Optical investigations have contributed much to our current understanding of the electronic state of conductors. Early studies have focused on the behavior of simple metals, on the single-particle and collective responses of the free-electron gas, and on Fermi-surface phenomena. Here the relevant energy scales are the single-particle bandwidth W, the plasma frequency ωp, and the single-particle scattering rate 1/τ, all lying in the spectral range of conventional optics. Consequently, when simple metals are investigated standard optical studies are of primary importance.

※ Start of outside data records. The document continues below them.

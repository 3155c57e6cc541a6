use clap::{Args, Parser, Subcommand, ValueEnum};
use std::path::PathBuf;

use crate::record::CoordinateFilters;

#[derive(Debug, Clone, Parser)]
#[command(name = "doc-finder")]
#[command(about = "Index Maven javadoc/sources archives and the JDK, then find and read class docs")]
pub struct Cli {
    #[command(subcommand)]
    pub command: Commands,

    /// Local Maven repository (default: ~/.m2/repository)
    #[arg(long, global = true, value_name = "PATH")]
    pub m2: Option<PathBuf>,

    /// Output root for extracted archives and the index
    #[arg(long, global = true, value_name = "DIR")]
    pub home: Option<PathBuf>,

    #[arg(long, global = true)]
    pub verbose: bool,
}

#[derive(Debug, Clone, Default, Args)]
pub struct FilterArgs {
    #[arg(short = 'g', long, value_name = "GROUP")]
    pub group: Option<String>,

    #[arg(short = 'a', long, value_name = "ARTIFACT")]
    pub artifact: Option<String>,

    #[arg(short = 'v', long, value_name = "VER")]
    pub version: Option<String>,

    /// Match the whole class name instead of a fuzzy substring
    #[arg(short = 'e', long)]
    pub exact: bool,
}

impl FilterArgs {
    pub fn coordinate_filters(&self) -> CoordinateFilters {
        CoordinateFilters {
            group: self.group.clone(),
            artifact: self.artifact.clone(),
            version: self.version.clone(),
        }
    }
}

#[derive(Debug, Clone, Subcommand)]
pub enum Commands {
    /// Extract archives and (re)build the class index
    Index {
        /// Skip detecting the JDK and fetching its class list
        #[arg(long)]
        no_jdk: bool,
    },
    Find {
        pattern: String,

        #[command(flatten)]
        filters: FilterArgs,

        #[arg(short = 'f', long, value_enum, default_value_t = FindFormat::Default)]
        format: FindFormat,
    },
    /// Render a class by canonical key
    View {
        key: String,

        #[arg(short = 's', long)]
        source: bool,
    },
    /// Pick classes with fzf and page through them until cancelled
    Select {
        pattern: Option<String>,

        #[arg(short = 's', long)]
        source: bool,

        #[command(flatten)]
        filters: FilterArgs,
    },
    /// Convert a javadoc HTML file to Markdown
    Render { file: PathBuf },
    Stats,
    /// Remove the index
    Clear {
        /// Also remove extracted javadoc and sources trees
        #[arg(long)]
        extracted: bool,
    },
}

#[derive(Debug, Copy, Clone, PartialEq, Eq, ValueEnum)]
pub enum FindFormat {
    Default,
    Class,
    Json,
    Javadoc,
    Source,
}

Recent focus areas include the influence of electron–electron and electron–phonon interactions on the electron states, the possibility of non-Fermi-liquid states, the highly anisotropic, in particular two-dimensional, electron gas, together with disorder driven metal–insulator transition. Here, because of renormalization effects and low carrier density, and also often because of close proximity to a phase transition, the energy scales are – as a rule – significantly smaller than the single-particle energies. Consequently the exploration of low energy electrodynamics, i.e. the response in the millimeter wave spectral range or below, is of central importance.

Simple metals

In a broad range of metals – most notably alkaline metals, but also metals like aluminum – the kinetic energy of the electrons is large, significantly larger then the potential energy created by the periodic underlying lattice. Also, because of screening the strength of electron–electron and electron–phonon interactions is small; they can for all practical purposes be neglected.